Wednesday, March 14, 2007

Jargon Monoxide (It's Polly Labarre's term - sure wish I'd thought of it.)

Bob Sutton had a post the other day about a guest appearance that Polly Labarre, co-author of Mavericks at Work, made to his Stanford Organizational Development class.  Here's Bob:

 One of the points that [Polly Labarre] made especially well was that mavericks are so effective at inspiring innovation partly because they use authentic and compelling language, not hollow business language.  She pointed out that, in too many cases, the language used by executives in one company is completely interchangeable with the language used by another; and hollow and meaningless in every place it used. The class just cracked-up when she called this "Jargon monoxide." Now that is great language!   

Jargon monoxide! Don't you wish you'd come up with that term?

Bob contributes a few terms - "value added," "competitive advantage," "distinctive competence,"  and "monetize" - and directs us to Office Life, which contains a long and wonderful dictionary of business jargon a combination of in-use words likely to be familiar to everyone, and words that appear to be new - "made-up" coinages that struck me as more witty than jargon-esque. I didn't make it through the entire alphabet, but did like "bangalored", "blamestorming," and "clocksucker" (nonproductive employee).

Commenter Ann Michael, of Manage to Change, contributed "synergy," "incentivize", and "solution based" - and suggested a look at Huh, a hilarious take-off on a marketing consulting site. I haven't done a "drill-down" yet on Huh (or on its companion tech-inspired Duh), but it also promises to be a true mother lode of marketing-speak. One word that caught my eye: eSavvy.

John Chennavasin contributed a link to a very funny BS phrase generator on dack.com. Click and, voila: innovate open-source convergence; reinvent end-to-end niches.

I'm sure that we all have our favorites - and I'm so enamored of the term "Jargon Monoxide" that I'm bound to post on it again.
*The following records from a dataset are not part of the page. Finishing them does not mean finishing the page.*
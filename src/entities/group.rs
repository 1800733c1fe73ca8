use sea_orm::entity::prelude::*;
use serde::{Deserialize, Serialize};

/// 用户组实体
///
/// 对应数据库表 groups。"Anyone" 不是真实的组，没有对应的行
#[derive(Clone, Debug, PartialEq, DeriveEntityModel, Eq, Serialize, Deserialize)]
#[sea_orm(table_name = "groups")]
pub struct Model {
    #[sea_orm(primary_key)]
    pub id: i64,

    /// 组名（唯一约束）
    #[sea_orm(unique)]
    pub name: String,

    pub description: Option<String>,

    #[sea_orm(column_type = "TimestampWithTimeZone")]
    pub created_at: ChronoDateTimeWithTimeZone,
}

#[derive(Copy, Clone, Debug, EnumIter, DeriveRelation)]
pub enum Relation {
    /// 与模板授权表的一对多关系
    #[sea_orm(has_many = "super::perm_template_group::Entity")]
    PermTemplateGroups,
}

impl Related<super::perm_template_group::Entity> for Entity {
    fn to() -> RelationDef {
        Relation::PermTemplateGroups.def()
    }
}

impl ActiveModelBehavior for ActiveModel {}
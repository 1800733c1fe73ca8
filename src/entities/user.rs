use sea_orm::entity::prelude::*;
use serde::{Deserialize, Serialize};

/// 用户实体
///
/// 对应数据库表 users，停用的用户不会出现在模板查询结果中
#[derive(Clone, Debug, PartialEq, DeriveEntityModel, Eq, Serialize, Deserialize)]
#[sea_orm(table_name = "users")]
pub struct Model {
    #[sea_orm(primary_key)]
    pub id: i64,

    /// 登录名（唯一约束）
    #[sea_orm(unique)]
    pub login: String,

    /// 显示名称
    pub name: String,

    pub active: bool,

    #[sea_orm(column_type = "TimestampWithTimeZone")]
    pub created_at: ChronoDateTimeWithTimeZone,
}

#[derive(Copy, Clone, Debug, EnumIter, DeriveRelation)]
pub enum Relation {
    #[sea_orm(has_many = "super::perm_template_user::Entity")]
    PermTemplateUsers,
}

impl Related<super::perm_template_user::Entity> for Entity {
    fn to() -> RelationDef {
        Relation::PermTemplateUsers.def()
    }
}

impl ActiveModelBehavior for ActiveModel {}
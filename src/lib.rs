//! Wireline - a small HTTP/1.0 and HTTP/1.1 server
//!
//! Parses line-oriented requests, hands them to a [`Handler`](http::Handler)
//! and writes the response back, keeping connections alive when the
//! protocol version and `Connection` header allow it.

pub mod config;
pub mod greeting;
pub mod http;
pub mod server;
use std::collections::HashMap;

use thiserror::Error;

use crate::http::line::read_line;
use crate::http::request::{Body, Request, SharedReader, Version};

/// Reasons a request could not be read off the connection.
///
/// The connection loop treats every variant the same way: a fixed 400
/// response followed by closing the connection.
#[derive(Debug, Error)]
pub enum ParseError {
    #[error("I/O error: {0}")]
    Io(#[from] std::io::Error),

    #[error("stream ended before end of line")]
    UnexpectedEof,

    #[error("request line is not valid UTF-8")]
    InvalidUtf8,

    #[error("malformed request line: {0:?}")]
    MalformedRequestLine(String),

    #[error("invalid Content-Length: {0:?}")]
    InvalidContentLength(String),
}

/// Reads one request from the connection's buffered reader.
///
/// The returned request borrows the reader through its body, so the next
/// request cannot be parsed until this one is dropped.
pub async fn read_request<'a>(reader: &'a mut SharedReader<'a>) -> Result<Request<'a>, ParseError> {
    let request_line =
        String::from_utf8(read_line(reader).await?).map_err(|_| ParseError::InvalidUtf8)?;
    let (method, uri, version) = parse_request_line(&request_line)
        .ok_or_else(|| ParseError::MalformedRequestLine(request_line.clone()))?;

    let mut headers = HashMap::new();

    loop {
        let line = read_line(reader).await?;

        if line.is_empty() {
            break;
        }

        // Header values may carry non-UTF-8 bytes; lines without a colon are ignored
        if let Some((key, value)) = parse_header_line(&String::from_utf8_lossy(&line)) {
            headers.insert(key, value);
        }
    }

    let content_length = content_length(&headers)?;

    Ok(Request {
        method: method.to_string(),
        uri: uri.to_string(),
        version: Version::parse(version),
        headers,
        body: Body::new(reader, content_length),
    })
}

/// Splits `METHOD SP URI SP VERSION`. Any field count other than three is
/// rejected.
pub fn parse_request_line(line: &str) -> Option<(&str, &str, &str)> {
    let mut parts = line.split(' ');

    let method = parts.next()?;
    let uri = parts.next()?;
    let version = parts.next()?;

    if parts.next().is_some() {
        return None;
    }

    Some((method, uri, version))
}

/// Splits a header line on its first colon, lower-casing the name and
/// trimming the value.
pub fn parse_header_line(line: &str) -> Option<(String, String)> {
    let (key, value) = line.split_once(':')?;

    Some((key.trim().to_ascii_lowercase(), value.trim().to_string()))
}

// A negative length yields an empty body rather than an error.
fn content_length(headers: &HashMap<String, String>) -> Result<u64, ParseError> {
    match headers.get("content-length") {
        None => Ok(0),
        Some(value) => value
            .parse::<i64>()
            .map(|n| n.max(0) as u64)
            .map_err(|_| ParseError::InvalidContentLength(value.clone())),
    }
}
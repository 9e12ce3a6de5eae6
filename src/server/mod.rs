//! TCP listener accepting connections for the HTTP layer.

pub mod listener;

pub use listener::{run, Server};
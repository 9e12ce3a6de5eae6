#![allow(dead_code)]

use std::collections::HashMap;
use std::sync::Arc;

use tokio::io::{AsyncReadExt, AsyncWriteExt};
use wireline::http::connection::Connection;
use wireline::http::Handler;

#[derive(Debug)]
pub struct RawResponse {
    pub status_line: String,
    pub headers: HashMap<String, String>,
    pub body: Vec<u8>,
}

impl RawResponse {
    pub fn header(&self, name: &str) -> Option<&str> {
        self.headers.get(name).map(|v| v.as_str())
    }
}

/// Splits a byte stream holding zero or more responses, framing bodies by
/// Content-Length (absent means empty).
pub fn split_responses(mut bytes: &[u8]) -> Vec<RawResponse> {
    let mut responses = Vec::new();

    while !bytes.is_empty() {
        let head_end = bytes
            .windows(4)
            .position(|w| w == b"\r\n\r\n")
            .expect("response head is terminated");
        let head = std::str::from_utf8(&bytes[..head_end]).unwrap();
        let mut lines = head.split("\r\n");

        let status_line = lines.next().unwrap().to_string();
        let headers: HashMap<String, String> = lines
            .map(|line| {
                let (k, v) = line.split_once(": ").unwrap();
                (k.to_string(), v.to_string())
            })
            .collect();

        let len: usize = headers
            .get("Content-Length")
            .map(|v| v.parse().unwrap())
            .unwrap_or(0);
        let body_start = head_end + 4;
        let body = bytes[body_start..body_start + len].to_vec();

        bytes = &bytes[body_start + len..];
        responses.push(RawResponse {
            status_line,
            headers,
            body,
        });
    }

    responses
}

/// Drives one in-memory connection: writes `input`, half-closes, and
/// collects everything the server sent until it closed its side.
pub async fn drive<H: Handler>(handler: H, input: &[u8]) -> (Vec<u8>, anyhow::Result<()>) {
    let (mut client, server) = tokio::io::duplex(64 * 1024);
    let task = tokio::spawn(Connection::new(server, Arc::new(handler)).run());

    client.write_all(input).await.unwrap();
    client.shutdown().await.unwrap();

    let mut output = Vec::new();
    client.read_to_end(&mut output).await.unwrap();

    (output, task.await.unwrap())
}
//! The handler the `wireline` binary serves.

use tokio::io::AsyncReadExt;
use tracing::warn;

use crate::http::{Handler, Request, Response};

/// Greets the caller with the requested URI and echoes any request body.
pub struct Greeting;

impl Handler for Greeting {
    async fn serve(&self, res: &mut Response, req: &mut Request<'_>) {
        let mut body = Vec::new();

        if let Err(e) = req.body.read_to_end(&mut body).await {
            warn!(error = %e, "Failed to read request body");
            res.status = 400;
            return;
        }

        res.set_header("Content-Type", "text/plain");
        res.write_bytes(format!("Hello from wireline: {}\n", req.uri));
        res.write_bytes(&body);
    }
}
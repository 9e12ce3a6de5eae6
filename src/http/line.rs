use tokio::io::{AsyncBufRead, AsyncBufReadExt};

use crate::http::parser::ParseError;

/// Reads one line up to and including the next `\n` and strips the
/// trailing `\r\n`.
///
/// Lines are raw bytes; decoding is left to the caller. Hitting end-of-stream
/// before the terminator is an error, even when some bytes were already
/// read. No maximum line length is enforced.
pub async fn read_line<R>(reader: &mut R) -> Result<Vec<u8>, ParseError>
where
    R: AsyncBufRead + Unpin + ?Sized,
{
    let mut buf = Vec::new();
    reader.read_until(b'\n', &mut buf).await?;

    if buf.last() != Some(&b'\n') {
        return Err(ParseError::UnexpectedEof);
    }

    if buf.ends_with(b"\r\n") {
        buf.truncate(buf.len() - 2);
    }

    Ok(buf)
}
use std::net::SocketAddr;
use std::sync::Arc;

use anyhow::Context;
use tokio::net::TcpListener;
use tracing::info;

use crate::config::Config;
use crate::http::connection::Connection;
use crate::http::handler::Handler;

/// Accepts TCP connections and serves each one on its own task.
pub struct Server<H> {
    listener: TcpListener,
    handler: Arc<H>,
}

impl<H: Handler> Server<H> {
    pub async fn bind(addr: &str, handler: H) -> anyhow::Result<Self> {
        let listener = TcpListener::bind(addr)
            .await
            .with_context(|| format!("failed to bind to {}", addr))?;

        Ok(Self {
            listener,
            handler: Arc::new(handler),
        })
    }

    pub fn local_addr(&self) -> anyhow::Result<SocketAddr> {
        Ok(self.listener.local_addr()?)
    }

    /// Runs the accept loop. Only returns when accepting fails, which is
    /// never retried.
    pub async fn serve(self) -> anyhow::Result<()> {
        info!("Listening on {}", self.local_addr()?);

        loop {
            let (socket, peer) = self.listener.accept().await?;
            info!("Accepted connection from {}", peer);

            let conn = Connection::new(socket, self.handler.clone());
            tokio::spawn(async move {
                if let Err(e) = conn.run().await {
                    tracing::error!("Connection error from {}: {}", peer, e);
                }
            });
        }
    }
}

pub async fn run<H: Handler>(cfg: &Config, handler: H) -> anyhow::Result<()> {
    Server::bind(&cfg.server.listen_addr, handler)
        .await?
        .serve()
        .await
}
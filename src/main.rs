use wireline::config::Config;
use wireline::greeting::Greeting;
use wireline::server;

#[tokio::main]
async fn main() -> anyhow::Result<()> {
    let cfg = Config::load()?;

    tracing_subscriber::fmt()
        .with_target(false)
        .with_level(true)
        .with_max_level(cfg.logging.max_level()?)
        .init();

    tokio::select! {
        res = server::run(&cfg, Greeting) => {
            res?;
        }

        _ = tokio::signal::ctrl_c() => {
            tracing::info!("Shutdown signal received");
        }
    }

    Ok(())
}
But, seriously, folks, fun as this all is, from a marketing perspective there's a serious point to be made here. And that's the cold hard fact that we need to avoid that interchangeable, hollow, meaningless language that extremely to use. How often do you go to a web-site to learn about their products and find yourself at a loss trying to figure out exactly what it is that those products do and who they are for?
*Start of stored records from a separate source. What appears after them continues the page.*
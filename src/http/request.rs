use std::collections::HashMap;
use std::fmt;
use std::io;
use std::pin::Pin;
use std::task::{Context, Poll};

use tokio::io::{AsyncBufRead, AsyncRead, AsyncReadExt, ReadBuf, Take};

use crate::http::keepalive::{self, KeepAlive};

/// The buffered byte source a connection parses every request from.
pub type SharedReader<'a> = dyn AsyncBufRead + Send + Unpin + 'a;

/// HTTP protocol versions.
///
/// Only HTTP/1.0 and HTTP/1.1 carry connection semantics. Any other token is
/// kept verbatim so the response status line can echo it back.
#[derive(Debug, Clone, PartialEq, Eq)]
pub enum Version {
    /// HTTP/1.0 - persistent connections are opt-in
    Http10,
    /// HTTP/1.1 - persistent connections are the default
    Http11,
    /// Any unrecognized protocol token
    Other(String),
}

impl Version {
    /// Classifies a protocol token from a request line.
    ///
    /// # Example
    ///
    /// ```
    /// # use wireline::http::request::Version;
    /// assert_eq!(Version::parse("HTTP/1.1"), Version::Http11);
    /// assert_eq!(Version::parse("HTTP/2"), Version::Other("HTTP/2".to_string()));
    /// ```
    pub fn parse(token: &str) -> Self {
        match token {
            "HTTP/1.0" => Version::Http10,
            "HTTP/1.1" => Version::Http11,
            other => Version::Other(other.to_string()),
        }
    }

    /// Returns the protocol token exactly as the client sent it.
    pub fn as_str(&self) -> &str {
        match self {
            Version::Http10 => "HTTP/1.0",
            Version::Http11 => "HTTP/1.1",
            Version::Other(token) => token,
        }
    }
}

impl fmt::Display for Version {
    fn fmt(&self, f: &mut fmt::Formatter<'_>) -> fmt::Result {
        f.write_str(self.as_str())
    }
}

/// Request body, limited to the declared Content-Length.
///
/// Reads past the limit return end-of-stream even when more bytes are
/// buffered on the connection; those belong to the next request.
pub struct Body<'a> {
    inner: Take<&'a mut SharedReader<'a>>,
}

impl<'a> Body<'a> {
    pub fn new(reader: &'a mut SharedReader<'a>, limit: u64) -> Self {
        Self {
            inner: AsyncReadExt::take(reader, limit),
        }
    }

    /// Number of body bytes not yet read.
    pub fn remaining(&self) -> u64 {
        self.inner.limit()
    }

    /// Reads and discards whatever is left of the body.
    ///
    /// Fails with `UnexpectedEof` if the peer closes before the declared
    /// length has been delivered.
    pub async fn drain(&mut self) -> io::Result<u64> {
        let discarded = tokio::io::copy(&mut self.inner, &mut tokio::io::sink()).await?;

        if self.remaining() > 0 {
            return Err(io::Error::new(
                io::ErrorKind::UnexpectedEof,
                "connection closed before request body was complete",
            ));
        }

        Ok(discarded)
    }
}

impl AsyncRead for Body<'_> {
    fn poll_read(
        mut self: Pin<&mut Self>,
        cx: &mut Context<'_>,
        buf: &mut ReadBuf<'_>,
    ) -> Poll<io::Result<()>> {
        Pin::new(&mut self.inner).poll_read(cx, buf)
    }
}

impl fmt::Debug for Body<'_> {
    fn fmt(&self, f: &mut fmt::Formatter<'_>) -> fmt::Result {
        f.debug_struct("Body")
            .field("remaining", &self.remaining())
            .finish()
    }
}

/// Represents a parsed HTTP request from a client.
///
/// Built fresh for every request by [`read_request`](crate::http::parser::read_request).
/// Header names are stored lower-cased; a repeated header keeps only the
/// last value seen.
#[derive(Debug)]
pub struct Request<'a> {
    /// The request method token (e.g. "GET"), not validated
    pub method: String,
    /// The request target exactly as sent, not decoded
    pub uri: String,
    /// Protocol version from the request line
    pub version: Version,
    /// Request headers keyed by lower-cased name
    pub headers: HashMap<String, String>,
    /// Request body stream
    pub body: Body<'a>,
}

impl Request<'_> {
    /// Retrieves a header value by name, case-insensitively.
    pub fn header(&self, name: &str) -> Option<&str> {
        self.headers
            .get(&name.to_ascii_lowercase())
            .map(|v| v.as_str())
    }

    /// Decides whether the connection survives this exchange and whether the
    /// `Connection` header is echoed back.
    pub fn keep_alive(&self) -> KeepAlive {
        keepalive::decide(&self.version, self.header("connection"))
    }
}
In the tech world, business application software tends to be a pretty egregious offender. (Hardware does a better job: a router is a router. So does techie software: a compiler is a compiler.)

But because we've swallowed the Kool-Aid that business purchasers are only interested in benefits, we sometimes avoid anything that smacks at all of features - right down to even letting folks know what we have to offer.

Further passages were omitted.